(Records shown Opens)

use crate::error::{MiniTelError, Result};
use tracing::{error, trace};

/// Tracks the nonce counter shared by both directions of a session.
///
/// Every client frame takes the current value and advances the counter by
/// one; the matching server frame must carry exactly that value plus one,
/// which advances the counter again. A complete round trip therefore moves
/// the counter by two. No tolerance window, no resynchronization.
#[derive(Debug, Clone, Default)]
pub struct NonceSequencer {
    next: u32,
    last_client_nonce: Option<u32>,
}

impl NonceSequencer {
    pub fn new() -> Self {
        Self::default()
    }

    /// Nonce for the next client frame. Advances the counter.
    pub fn next_client_nonce(&mut self) -> u32 {
        let nonce = self.next;
        self.last_client_nonce = Some(nonce);
        self.next = nonce.wrapping_add(1);
        trace!(nonce, "Allocated client nonce");
        nonce
    }

    /// The value the next server frame must carry, if a client frame is outstanding.
    pub fn expected_server_nonce(&self) -> Option<u32> {
        self.last_client_nonce.map(|nonce| nonce.wrapping_add(1))
    }

    /// Accept a server nonce only if it is the last client nonce plus one.
    pub fn validate_server_nonce(&mut self, received: u32) -> Result<()> {
        let expected = self.expected_server_nonce();
        if expected != Some(received) {
            error!(?expected, received, "Server nonce mismatch");
            return Err(MiniTelError::Nonce { expected, received });
        }
        self.next = received.wrapping_add(1);
        trace!(received, next = self.next, "Server nonce accepted");
        Ok(())
    }

    /// The value the next client frame will use.
    pub fn current(&self) -> u32 {
        self.next
    }

    pub fn last_client_nonce(&self) -> Option<u32> {
        self.last_client_nonce
    }

    pub fn reset(&mut self) {
        *self = Self::default();
    }
}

(Records shown Closes)

▶ [Activity]: Look through the records for the string "current". Copy every line that has it.

▶ [Solution]:
/// Every client frame takes the current value and advances the counter by
    pub fn current(&self) -> u32 {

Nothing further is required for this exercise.